Breaking it apart into coordinated agents fixed most of the problems. It also introduced a new category of problems we hadn't thought about. Here's what we actually learned.

When One Agent Is Enough (and When It Isn't)

The temptation to add more agents is real, but the overhead isn't free. Every agent boundary you add is a place where context can get lost, latency increases, and errors compound.

One agent is the right call when:

The task fits in a single LLM context window without crowding
The steps are sequential and each depends heavily on the prior output
You need tight reasoning across all the information (summarising a document, for example)

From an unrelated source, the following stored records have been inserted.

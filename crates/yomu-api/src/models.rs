//! Service-agnostic catalog types.
//!
//! Every client converts its raw payloads into these, so the view models in
//! `yomu-core` never touch upstream JSON directly.

use std::fmt;

use serde::de::{self, Deserializer, IgnoredAny, MapAccess, SeqAccess, Visitor};
use serde::ser::{SerializeMap, Serializer};
use serde::{Deserialize, Serialize};

// ── Localized text ──────────────────────────────────────────────

/// A locale → text mapping that keeps the upstream key order.
///
/// MangaDex encodes an empty localized field as `[]` instead of `{}`, and
/// occasionally sends `null`; both decode to an empty mapping.
#[derive(Debug, Clone, Default, PartialEq, Eq)]
pub struct LocalizedText(Vec<(String, String)>);

impl LocalizedText {
    pub fn new() -> Self {
        Self::default()
    }

    pub fn from_pairs<I, K, V>(pairs: I) -> Self
    where
        I: IntoIterator<Item = (K, V)>,
        K: Into<String>,
        V: Into<String>,
    {
        Self(
            pairs
                .into_iter()
                .map(|(k, v)| (k.into(), v.into()))
                .collect(),
        )
    }

    /// Text for an exact locale code.
    pub fn get(&self, locale: &str) -> Option<&str> {
        self.0
            .iter()
            .find(|(k, _)| k == locale)
            .map(|(_, v)| v.as_str())
    }

    /// The first value in stored order.
    pub fn first(&self) -> Option<&str> {
        self.0.first().map(|(_, v)| v.as_str())
    }

    pub fn is_empty(&self) -> bool {
        self.0.is_empty()
    }

}

impl<'de> Deserialize<'de> for LocalizedText {
    fn deserialize<D: Deserializer<'de>>(deserializer: D) -> Result<Self, D::Error> {
        deserializer.deserialize_any(LocalizedTextVisitor)
    }
}

struct LocalizedTextVisitor;

impl<'de> Visitor<'de> for LocalizedTextVisitor {
    type Value = LocalizedText;

    fn expecting(&self, f: &mut fmt::Formatter<'_>) -> fmt::Result {
        f.write_str("a map of locale codes to strings")
    }

    fn visit_map<A: MapAccess<'de>>(self, mut map: A) -> Result<Self::Value, A::Error> {
        let mut pairs = Vec::with_capacity(map.size_hint().unwrap_or(0));
        while let Some((locale, text)) = map.next_entry::<String, Option<String>>()? {
            if let Some(text) = text {
                pairs.push((locale, text));
            }
        }
        Ok(LocalizedText(pairs))
    }

    // `[]` is how an empty map comes over the wire.
    fn visit_seq<A: SeqAccess<'de>>(self, mut seq: A) -> Result<Self::Value, A::Error> {
        while seq.next_element::<IgnoredAny>()?.is_some() {}
        Ok(LocalizedText::default())
    }

    fn visit_unit<E: de::Error>(self) -> Result<Self::Value, E> {
        Ok(LocalizedText::default())
    }

    fn visit_none<E: de::Error>(self) -> Result<Self::Value, E> {
        Ok(LocalizedText::default())
    }
}

impl Serialize for LocalizedText {
    fn serialize<S: Serializer>(&self, serializer: S) -> Result<S::Ok, S::Error> {
        let mut map = serializer.serialize_map(Some(self.0.len()))?;
        for (locale, text) in &self.0 {
            map.serialize_entry(locale, text)?;
        }
        map.end()
    }
}

// ── Catalog entry ───────────────────────────────────────────────

/// Publication status of a catalog entry.
#[derive(Debug, Clone, Copy, PartialEq, Eq, Hash, Default, Serialize, Deserialize)]
#[serde(rename_all = "lowercase")]
pub enum PublicationStatus {
    Ongoing,
    Completed,
    Hiatus,
    Cancelled,
    #[default]
    Unknown,
}

impl PublicationStatus {
    /// Case-insensitive parse; anything unrecognized is `Unknown`.
    pub fn parse(s: &str) -> Self {
        match s.trim().to_ascii_lowercase().as_str() {
            "ongoing" => Self::Ongoing,
            "completed" => Self::Completed,
            "hiatus" => Self::Hiatus,
            "cancelled" => Self::Cancelled,
            _ => Self::Unknown,
        }
    }

    pub fn as_str(self) -> &'static str {
        match self {
            Self::Ongoing => "ongoing",
            Self::Completed => "completed",
            Self::Hiatus => "hiatus",
            Self::Cancelled => "cancelled",
            Self::Unknown => "unknown",
        }
    }
}

impl fmt::Display for PublicationStatus {
    fn fmt(&self, f: &mut fmt::Formatter<'_>) -> fmt::Result {
        f.write_str(self.as_str())
    }
}

/// A content tag (genre, theme, format).
#[derive(Debug, Clone, PartialEq, Eq, Serialize, Deserialize)]
pub struct Tag {
    pub id: String,
    pub name: LocalizedText,
}

/// Result of looking up the cover-art relation of an entry.
#[derive(Debug, Clone, PartialEq, Eq, Serialize, Deserialize)]
pub enum CoverRelation {
    Found { entry_id: String, file_name: String },
    NotFound,
}

/// One manga in the catalog.
#[derive(Debug, Clone, PartialEq, Eq, Serialize, Deserialize)]
pub struct CatalogEntry {
    pub id: String,
    pub title: LocalizedText,
    pub description: LocalizedText,
    pub original_language: Option<String>,
    pub status: PublicationStatus,
    pub year: Option<u32>,
    pub tags: Vec<Tag>,
    pub cover: CoverRelation,
}

// ── Chapters & pages ────────────────────────────────────────────

/// A chapter as listed in a manga's feed.
#[derive(Debug, Clone, PartialEq, Eq, Serialize, Deserialize)]
pub struct ChapterSummary {
    pub id: String,
    /// Chapter label; a string because chapters like "10.5" exist.
    pub chapter: Option<String>,
    pub title: Option<String>,
    pub volume: Option<String>,
    pub translated_language: Option<String>,
}

/// Page-image server assigned to one chapter.
#[derive(Debug, Clone, PartialEq, Eq, Serialize, Deserialize)]
pub struct PageServerAssignment {
    pub base_url: String,
    pub hash: String,
    /// Full-quality file names, in page order.
    pub data: Vec<String>,
    /// Reduced-bandwidth file names, in page order.
    pub data_saver: Vec<String>,
}

#[cfg(test)]
mod tests {
    use super::*;

    #[test]
    fn localized_text_keeps_upstream_order() {
        let text: LocalizedText =
            serde_json::from_str(r#"{"ko": "나 혼자만 레벨업", "en": "Solo Leveling"}"#).unwrap();
        assert_eq!(text.first(), Some("나 혼자만 레벨업"));
        assert_eq!(text.get("en"), Some("Solo Leveling"));
        assert_eq!(text.get("ja"), None);
    }

    #[test]
    fn localized_text_accepts_empty_array_and_null() {
        let from_array: LocalizedText = serde_json::from_str("[]").unwrap();
        assert!(from_array.is_empty());

        let from_null: LocalizedText = serde_json::from_str("null").unwrap();
        assert!(from_null.is_empty());
    }

    #[test]
    fn localized_text_skips_null_values() {
        let text: LocalizedText = serde_json::from_str(r#"{"en": null, "ja": "x"}"#).unwrap();
        assert_eq!(text.get("en"), None);
        assert_eq!(text.first(), Some("x"));
    }

    #[test]
    fn localized_text_serializes_as_map() {
        let text = LocalizedText::from_pairs([("en", "A"), ("ja", "B")]);
        let json = serde_json::to_string(&text).unwrap();
        assert_eq!(json, r#"{"en":"A","ja":"B"}"#);
    }

    #[test]
    fn status_parse_is_case_insensitive() {
        assert_eq!(PublicationStatus::parse("Ongoing"), PublicationStatus::Ongoing);
        assert_eq!(PublicationStatus::parse("COMPLETED"), PublicationStatus::Completed);
        assert_eq!(PublicationStatus::parse("hiatus"), PublicationStatus::Hiatus);
        assert_eq!(PublicationStatus::parse("cancelled"), PublicationStatus::Cancelled);
        assert_eq!(PublicationStatus::parse("abandoned"), PublicationStatus::Unknown);
        assert_eq!(PublicationStatus::parse(""), PublicationStatus::Unknown);
    }
}
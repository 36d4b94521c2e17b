//! The catalog service interface and its query types.
//!
//! The view runtime is generic over [`CatalogService`], so tests can drive it
//! with an in-memory catalog while production uses the MangaDex client.

use std::future::Future;

use crate::models::{CatalogEntry, ChapterSummary, PageServerAssignment};

/// Fixed page size for catalog listings.
pub const DEFAULT_PAGE_SIZE: u32 = 24;

/// Maximum number of chapters fetched for a feed.
pub const DEFAULT_FEED_LIMIT: u32 = 100;

/// A read-only manga catalog.
pub trait CatalogService: Send + Sync {
    type Error: std::error::Error + Send + Sync + 'static;

    /// Search or list catalog entries.
    fn search_manga(
        &self,
        query: &CatalogQuery,
    ) -> impl Future<Output = Result<Vec<CatalogEntry>, Self::Error>> + Send;

    /// Look up one entry, including its cover-art relation.
    fn get_manga(
        &self,
        manga_id: &str,
    ) -> impl Future<Output = Result<CatalogEntry, Self::Error>> + Send;

    /// The chapter feed of an entry, filtered and ordered per `query`.
    fn get_chapter_feed(
        &self,
        manga_id: &str,
        query: &FeedQuery,
    ) -> impl Future<Output = Result<Vec<ChapterSummary>, Self::Error>> + Send;

    /// Metadata for one chapter.
    fn get_chapter(
        &self,
        chapter_id: &str,
    ) -> impl Future<Output = Result<ChapterSummary, Self::Error>> + Send;

    /// The page-image server assigned to a chapter.
    fn get_page_server(
        &self,
        chapter_id: &str,
    ) -> impl Future<Output = Result<PageServerAssignment, Self::Error>> + Send;
}

/// Ordering of a catalog query.
#[derive(Debug, Clone, Copy, PartialEq, Eq)]
pub enum CatalogOrder {
    /// Best title match first; used for searches.
    Relevance,
    /// Most followed first; used for the default listing.
    Popularity,
}

impl CatalogOrder {
    fn as_param(self) -> (&'static str, &'static str) {
        match self {
            Self::Relevance => ("order[relevance]", "desc"),
            Self::Popularity => ("order[followedCount]", "desc"),
        }
    }
}

/// The one parameter set used for catalog search/listing, by both the
/// in-process client and the HTTP proxy.
#[derive(Debug, Clone, PartialEq, Eq)]
pub struct CatalogQuery {
    /// Title search; `None` lists by popularity.
    pub title: Option<String>,
    pub limit: u32,
    pub translated_language: String,
    pub content_ratings: Vec<String>,
}

impl CatalogQuery {
    /// Build the query for a user-entered term. Whitespace-only terms list.
    pub fn for_term(term: &str) -> Self {
        let term = term.trim();
        Self {
            title: (!term.is_empty()).then(|| term.to_string()),
            ..Self::default()
        }
    }

    pub fn order(&self) -> CatalogOrder {
        if self.title.is_some() {
            CatalogOrder::Relevance
        } else {
            CatalogOrder::Popularity
        }
    }

    /// Query-string pairs, in a stable order.
    pub fn to_params(&self) -> Vec<(String, String)> {
        let mut params = Vec::with_capacity(6 + self.content_ratings.len());
        if let Some(title) = &self.title {
            params.push(("title".to_string(), title.clone()));
        }
        params.push(("limit".to_string(), self.limit.to_string()));
        params.push(("includes[]".to_string(), "cover_art".to_string()));
        params.push((
            "availableTranslatedLanguage[]".to_string(),
            self.translated_language.clone(),
        ));
        for rating in &self.content_ratings {
            params.push(("contentRating[]".to_string(), rating.clone()));
        }
        let (key, value) = self.order().as_param();
        params.push((key.to_string(), value.to_string()));
        params
    }
}

impl Default for CatalogQuery {
    fn default() -> Self {
        Self {
            title: None,
            limit: DEFAULT_PAGE_SIZE,
            translated_language: "en".to_string(),
            content_ratings: vec!["safe".to_string(), "suggestive".to_string()],
        }
    }
}

/// Parameters of a chapter feed request.
#[derive(Debug, Clone, PartialEq, Eq)]
pub struct FeedQuery {
    pub translated_language: String,
    pub limit: u32,
}

impl FeedQuery {
    pub fn to_params(&self) -> Vec<(String, String)> {
        vec![
            (
                "translatedLanguage[]".to_string(),
                self.translated_language.clone(),
            ),
            ("order[chapter]".to_string(), "asc".to_string()),
            ("limit".to_string(), self.limit.to_string()),
        ]
    }
}

impl Default for FeedQuery {
    fn default() -> Self {
        Self {
            translated_language: "en".to_string(),
            limit: DEFAULT_FEED_LIMIT,
        }
    }
}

You need multiple agents when:

A single agent's context window is being maxed out with tool definitions, history, or data
Different steps require genuinely different "personas" or instruction sets (research vs. writing vs. fact-checking)
Steps can run in parallel and the latency saving matters
You want to isolate failure — if the data extraction agent fails, the report-writing agent shouldn't be affected

The key question we ask: Is this one job or a pipeline of jobs? If you'd describe it to a human as "first do X, then Y takes that and does Z", you probably have a pipeline, not a single task.

The Three Patterns We Actually Use

1. Supervisor-Worker

A thin orchestrator agent decides what needs doing, dispatches to specialised worker agents, and stitches the results together. The workers are narrow — they do one thing and don't need to know about the rest of the workflow.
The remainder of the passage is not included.